START INFORMATION SUPPLIED
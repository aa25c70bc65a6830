// crates/muninn-server/src/store/mod.rs
// Unified store layer: one primitive contract over two backends.
//
// The engine restricts itself to one writer process per project; every
// mutation goes through these primitives. Backend choice happens once at
// construction. Best-effort callers (logging, derived writes) must catch
// and swallow errors from this layer rather than propagate them.

mod local;
mod remote;
pub mod schema;
pub mod splitter;
mod types;

pub use local::LocalStore;
pub use remote::RemoteStore;
pub use schema::{CURRENT_SCHEMA_VERSION, MIGRATIONS};
pub use types::{FromValue, Row, RunResult, Value};

use crate::config::EnvConfig;
use anyhow::Result;
use splitter::{is_pragma, split_statements};
use std::path::Path;
use std::sync::atomic::{AtomicBool, AtomicU32, Ordering};

enum Backend {
    Local(LocalStore),
    Remote(RemoteStore),
}

/// The shared store. Cheap to share behind an `Arc`.
pub struct Store {
    backend: Backend,
    healthy: AtomicBool,
    initialized: AtomicBool,
    schema_version: AtomicU32,
    dimensions: usize,
}

impl Store {
    /// Open the backend selected by configuration: remote when
    /// `MUNINN_STORE_URL` is set, embedded otherwise.
    pub async fn open(config: &EnvConfig, db_path: &Path) -> Result<Self> {
        let backend = match &config.store_url {
            Some(url) => Backend::Remote(RemoteStore::new(url, config.store_token.clone())?),
            None => Backend::Local(LocalStore::open(db_path).await?),
        };
        Ok(Self::from_backend(backend, config.embeddings.dimensions))
    }

    /// In-memory embedded store (for tests).
    pub async fn open_in_memory() -> Result<Self> {
        let backend = Backend::Local(LocalStore::open_in_memory().await?);
        let store = Self::from_backend(backend, 768);
        store.init().await?;
        Ok(store)
    }

    fn from_backend(backend: Backend, dimensions: usize) -> Self {
        Self {
            backend,
            healthy: AtomicBool::new(true),
            initialized: AtomicBool::new(false),
            schema_version: AtomicU32::new(0),
            dimensions,
        }
    }

    /// Whether the most recent call succeeded.
    pub fn is_healthy(&self) -> bool {
        self.healthy.load(Ordering::Relaxed)
    }

    /// Vector dimension the schema was initialized with.
    pub fn dimensions(&self) -> usize {
        self.dimensions
    }

    /// Schema version after init (0 before init).
    pub fn schema_version(&self) -> u32 {
        self.schema_version.load(Ordering::Relaxed)
    }

    fn observe<T>(&self, result: Result<T>) -> Result<T> {
        self.healthy.store(result.is_ok(), Ordering::Relaxed);
        result
    }

    pub async fn get(&self, sql: &str, args: Vec<Value>) -> Result<Option<Row>> {
        let result = match &self.backend {
            Backend::Local(b) => b.get(sql, args).await,
            Backend::Remote(b) => b.get(sql, args).await,
        };
        self.observe(result)
    }

    pub async fn all(&self, sql: &str, args: Vec<Value>) -> Result<Vec<Row>> {
        let result = match &self.backend {
            Backend::Local(b) => b.all(sql, args).await,
            Backend::Remote(b) => b.all(sql, args).await,
        };
        self.observe(result)
    }

    pub async fn run(&self, sql: &str, args: Vec<Value>) -> Result<RunResult> {
        let result = match &self.backend {
            Backend::Local(b) => b.run(sql, args).await,
            Backend::Remote(b) => b.run(sql, args).await,
        };
        self.observe(result)
    }

    /// Execute a multi-statement DDL blob. Statements are split with the
    /// quote/comment/BEGIN..END-aware splitter; PRAGMAs are silently
    /// skipped on remote backends.
    pub async fn exec(&self, ddl: &str) -> Result<()> {
        let statements = split_statements(ddl);
        let result = match &self.backend {
            Backend::Local(b) => b.exec(statements).await,
            Backend::Remote(b) => {
                let filtered = statements.into_iter().filter(|s| !is_pragma(s)).collect();
                b.exec(filtered).await
            }
        };
        self.observe(result)
    }

    /// Execute statements in a single transaction (all-or-nothing).
    pub async fn batch(&self, stmts: Vec<(String, Vec<Value>)>) -> Result<()> {
        let result = match &self.backend {
            Backend::Local(b) => b.batch(stmts).await,
            Backend::Remote(b) => b.batch(stmts).await,
        };
        self.observe(result)
    }

    /// Probe the sentinel table to see whether the schema has been created.
    pub async fn check_schema_exists(&self) -> bool {
        self.get(
            "SELECT name FROM sqlite_master WHERE type='table' AND name='projects'",
            vec![],
        )
        .await
        .map(|row| row.is_some())
        .unwrap_or(false)
    }

    /// Initialize the schema: run the idempotent base bundle, then apply
    /// any migrations past the recorded version. Runs at most once per
    /// process; later calls are no-ops.
    pub async fn init(&self) -> Result<()> {
        if self.initialized.swap(true, Ordering::SeqCst) {
            return Ok(());
        }

        self.migrate_vec_dimensions().await?;
        self.exec(&schema::schema_sql(self.dimensions)).await?;

        let recorded: u32 = self
            .get("SELECT MAX(version) FROM schema_version", vec![])
            .await?
            .and_then(|row| row.get::<Option<i64>>(0).ok().flatten())
            .unwrap_or(1) as u32;

        for migration in MIGRATIONS {
            if migration.version <= recorded {
                continue;
            }
            tracing::info!(
                version = migration.version,
                name = migration.name,
                "Applying schema migration"
            );
            self.exec(migration.sql).await?;
            self.run(
                "INSERT OR IGNORE INTO schema_version (version, name) VALUES (?1, ?2)",
                vec![
                    Value::Integer(migration.version as i64),
                    Value::Text(migration.name.to_string()),
                ],
            )
            .await?;
        }

        self.schema_version
            .store(CURRENT_SCHEMA_VERSION, Ordering::Relaxed);
        Ok(())
    }

    /// Drop the vector table when its dimension no longer matches the
    /// configured embedder. Providers with different dimensions never
    /// co-mingle; stale vectors are rebuilt by the next reindex.
    async fn migrate_vec_dimensions(&self) -> Result<()> {
        let exists = self
            .get(
                "SELECT 1 FROM sqlite_master WHERE type='table' AND name='vec_memories_info'",
                vec![],
            )
            .await
            .unwrap_or(None);
        if exists.is_none() {
            return Ok(());
        }

        let current: Option<i64> = self
            .get(
                "SELECT vector_column_size FROM vec_memories_info
                 WHERE vector_column_name = 'embedding'",
                vec![],
            )
            .await
            .unwrap_or(None)
            .and_then(|row| row.get::<Option<i64>>(0).ok().flatten());

        if let Some(current) = current {
            if current != self.dimensions as i64 {
                tracing::info!(
                    from = current,
                    to = self.dimensions,
                    "Embedding dimensions changed, dropping vec_memories (reindex required)"
                );
                self.exec("DROP TABLE IF EXISTS vec_memories;").await?;
            }
        }
        Ok(())
    }

    /// Close the store. The pool drains on drop; this is an explicit
    /// lifecycle hook for symmetry with init.
    pub async fn close(&self) {}
}

#[cfg(test)]
mod tests {
    use super::*;
    use crate::args;

    #[tokio::test]
    async fn test_init_creates_full_schema() {
        let store = Store::open_in_memory().await.unwrap();
        assert!(store.check_schema_exists().await);
        assert_eq!(store.schema_version(), CURRENT_SCHEMA_VERSION);

        // Migration-added columns are present on a fresh database
        store
            .run(
                "INSERT INTO projects (path, name) VALUES (?1, ?2)",
                args!["/p", "p"],
            )
            .await
            .unwrap();
        store
            .run(
                "INSERT INTO git_commits (project_id, commit_hash, analyzed) VALUES (1, 'abc', 0)",
                args![],
            )
            .await
            .unwrap();
    }

    #[tokio::test]
    async fn test_init_is_idempotent() {
        let store = Store::open_in_memory().await.unwrap();
        // Second init must be a no-op, not a failure
        store.init().await.unwrap();
        assert!(store.is_healthy());
    }

    #[tokio::test]
    async fn test_fts_trigger_mirrors_inserts() {
        let store = Store::open_in_memory().await.unwrap();
        store
            .run("INSERT INTO projects (path) VALUES ('/p')", args![])
            .await
            .unwrap();
        store
            .run(
                "INSERT INTO decisions (project_id, title, decision) VALUES (1, ?1, ?2)",
                args!["Use SQLite", "embedded store keeps deploys simple"],
            )
            .await
            .unwrap();

        let hits = store
            .all(
                "SELECT rowid FROM fts_decisions WHERE fts_decisions MATCH ?1",
                args!["sqlite"],
            )
            .await
            .unwrap();
        assert_eq!(hits.len(), 1);
    }

    #[tokio::test]
    async fn test_global_learning_trigger_scope() {
        let store = Store::open_in_memory().await.unwrap();
        store
            .run("INSERT INTO projects (path) VALUES ('/p')", args![])
            .await
            .unwrap();
        // Project-scoped learning: only in fts_learnings
        store
            .run(
                "INSERT INTO learnings (project_id, title, content) VALUES (1, 'local tip', 'x')",
                args![],
            )
            .await
            .unwrap();
        // Global learning: mirrored into both
        store
            .run(
                "INSERT INTO learnings (project_id, title, content) VALUES (NULL, 'global tip', 'y')",
                args![],
            )
            .await
            .unwrap();

        let global = store
            .all(
                "SELECT rowid FROM fts_global_learnings WHERE fts_global_learnings MATCH 'tip'",
                args![],
            )
            .await
            .unwrap();
        assert_eq!(global.len(), 1);
    }
}
// crates/muninn-server/src/main.rs
// Muninn - persistent memory engine for coding assistants

use anyhow::Result;
use clap::Parser;
use muninn::cli::{Cli, Commands, IngestSource, parse_entity};
use muninn::error::MuninnError;
use tracing::Level;
use tracing_subscriber::FmtSubscriber;

#[tokio::main]
async fn main() {
    // Load .env from ~/.muninn/.env only (never from CWD - a hostile repo
    // could override provider keys)
    if let Some(home) = dirs::home_dir()
        && let Err(e) = dotenvy::from_path(home.join(".muninn/.env"))
    {
        tracing::debug!("Failed to load global .env file: {}", e);
    }

    let cli = Cli::parse();

    let log_level = match &cli.command {
        None | Some(Commands::Serve) => Level::WARN, // Quiet for MCP stdio
        Some(Commands::Reindex { .. }) | Some(Commands::Worker { .. }) => Level::INFO,
        _ => Level::WARN,
    };
    let level = std::env::var("MUNINN_LOG")
        .ok()
        .and_then(|raw| raw.parse::<Level>().ok())
        .unwrap_or(log_level);
    let subscriber = FmtSubscriber::builder()
        .with_max_level(level)
        .with_writer(std::io::stderr)
        .with_ansi(false)
        .finish();
    let _ = tracing::subscriber::set_global_default(subscriber);

    match run(cli).await {
        Ok(()) => {}
        Err(e) => {
            eprintln!("muninn: {}", muninn::config::redact_api_keys(&e.to_string()));
            let code = match e.downcast_ref::<MuninnError>() {
                Some(MuninnError::InvalidInput(_))
                | Some(MuninnError::NotFound(_))
                | Some(MuninnError::ProjectNotSet) => 1,
                _ => 2,
            };
            std::process::exit(code);
        }
    }
}

async fn run(cli: Cli) -> Result<()> {
    match cli.command {
        None | Some(Commands::Serve) => muninn::cli::run_server().await,
        Some(Commands::Ingest {
            source: IngestSource::Commit { path },
        }) => {
            let root = resolve_path(path)?;
            let (store, _) = muninn::cli::serve::init_engine().await?;
            match muninn::ingest::ingest_commit(&store, &root).await? {
                Some(hash) => println!("ingested {hash}"),
                None => println!("commit already ingested"),
            }
            Ok(())
        }
        Some(Commands::Reindex { path }) => {
            let root = resolve_path(path)?;
            let (store, _) = muninn::cli::serve::init_engine().await?;
            let project =
                muninn::db::get_or_create_project(&store, &root.to_string_lossy(), None).await?;

            let files = muninn::indexer::collect_source_files(&root);
            let stats =
                muninn::indexer::parse_and_persist(&store, project.id, &root, &files).await?;
            let edges = muninn::indexer::build_call_graph(&store, project.id, &root, &files).await?;
            muninn::indexer::map_tests_to_sources(&store, project.id, &files).await?;
            muninn::indexer::refresh_blast_radius(&store, project.id, &files).await?;
            println!(
                "reindexed {} files ({} skipped), {} symbols, {} call edges",
                stats.parsed, stats.skipped, stats.symbols, edges
            );
            Ok(())
        }
        Some(Commands::Worker { once: _ }) => {
            let (store, embedder) = muninn::cli::serve::init_engine().await?;
            let ctx = std::sync::Arc::new(muninn::queue::JobContext { store, embedder });
            let processed = muninn::worker::run_once(ctx).await?;
            println!("processed {processed} jobs");
            Ok(())
        }
        Some(Commands::Promote { args }) => {
            let root = std::env::current_dir()?;
            let (store, _) = muninn::cli::serve::init_engine().await?;
            let project =
                muninn::db::get_or_create_project(&store, &root.to_string_lossy(), None).await?;
            let output = muninn::cli::run_promote(&store, project.id, &root, &args).await?;
            println!("{output}");
            Ok(())
        }
        Some(Commands::Relate {
            source,
            relationship,
            target,
            strength,
            note,
        }) => {
            let (source_type, source_id) =
                parse_entity(&source).map_err(MuninnError::InvalidInput)?;
            let (target_type, target_id) =
                parse_entity(&target).map_err(MuninnError::InvalidInput)?;
            let root = std::env::current_dir()?;
            let (store, _) = muninn::cli::serve::init_engine().await?;
            let project =
                muninn::db::get_or_create_project(&store, &root.to_string_lossy(), None).await?;
            muninn::db::relate(
                &store,
                project.id,
                (&source_type, source_id),
                (&target_type, target_id),
                &relationship,
                strength,
                note.as_deref(),
            )
            .await?;
            println!("related {source} -[{relationship}]-> {target}");
            Ok(())
        }
        Some(Commands::Relations { entity }) => {
            let (entity_type, entity_id) =
                parse_entity(&entity).map_err(MuninnError::InvalidInput)?;
            let root = std::env::current_dir()?;
            let (store, _) = muninn::cli::serve::init_engine().await?;
            let project =
                muninn::db::get_or_create_project(&store, &root.to_string_lossy(), None).await?;
            let relations =
                muninn::db::relations_for(&store, project.id, (&entity_type, entity_id)).await?;
            if relations.is_empty() {
                println!("no relationships");
            }
            for rel in relations {
                println!(
                    "[{}] {}:{} -[{}]-> {}:{} (strength {:.0})",
                    rel.id,
                    rel.source_type,
                    rel.source_id,
                    rel.relationship,
                    rel.target_type,
                    rel.target_id,
                    rel.strength
                );
            }
            Ok(())
        }
        Some(Commands::Unrelate { id }) => {
            let root = std::env::current_dir()?;
            let (store, _) = muninn::cli::serve::init_engine().await?;
            let project =
                muninn::db::get_or_create_project(&store, &root.to_string_lossy(), None).await?;
            if muninn::db::unrelate(&store, project.id, id).await? {
                println!("relationship {id} removed");
                Ok(())
            } else {
                Err(MuninnError::NotFound(format!("relationship {id}")).into())
            }
        }
        Some(Commands::Tool { command }) => {
            let output = muninn::cli::run_passthrough(&command).await?;
            print!("{output}");
            Ok(())
        }
    }
}

fn resolve_path(path: Option<std::path::PathBuf>) -> Result<std::path::PathBuf> {
    match path {
        Some(path) => Ok(path),
        None => Ok(std::env::current_dir()?),
    }
}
END INFORMATION SUPPLIED
TASK DIRECTIONS:
Up to and including the line with "The shared store.", write out the records above exactly, starting from their first line.

WRITTEN RESPONSE:
repository aa25c70bc65a6830
// crates/muninn-server/src/store/mod.rs
// Unified store layer: one primitive contract over two backends.
//
// The engine restricts itself to one writer process per project; every
// mutation goes through these primitives. Backend choice happens once at
// construction. Best-effort callers (logging, derived writes) must catch
// and swallow errors from this layer rather than propagate them.

mod local;
mod remote;
pub mod schema;
pub mod splitter;
mod types;

pub use local::LocalStore;
pub use remote::RemoteStore;
pub use schema::{CURRENT_SCHEMA_VERSION, MIGRATIONS};
pub use types::{FromValue, Row, RunResult, Value};

use crate::config::EnvConfig;
use anyhow::Result;
use splitter::{is_pragma, split_statements};
use std::path::Path;
use std::sync::atomic::{AtomicBool, AtomicU32, Ordering};

enum Backend {
    Local(LocalStore),
    Remote(RemoteStore),
}

/// The shared store. Cheap to share behind an `Arc`.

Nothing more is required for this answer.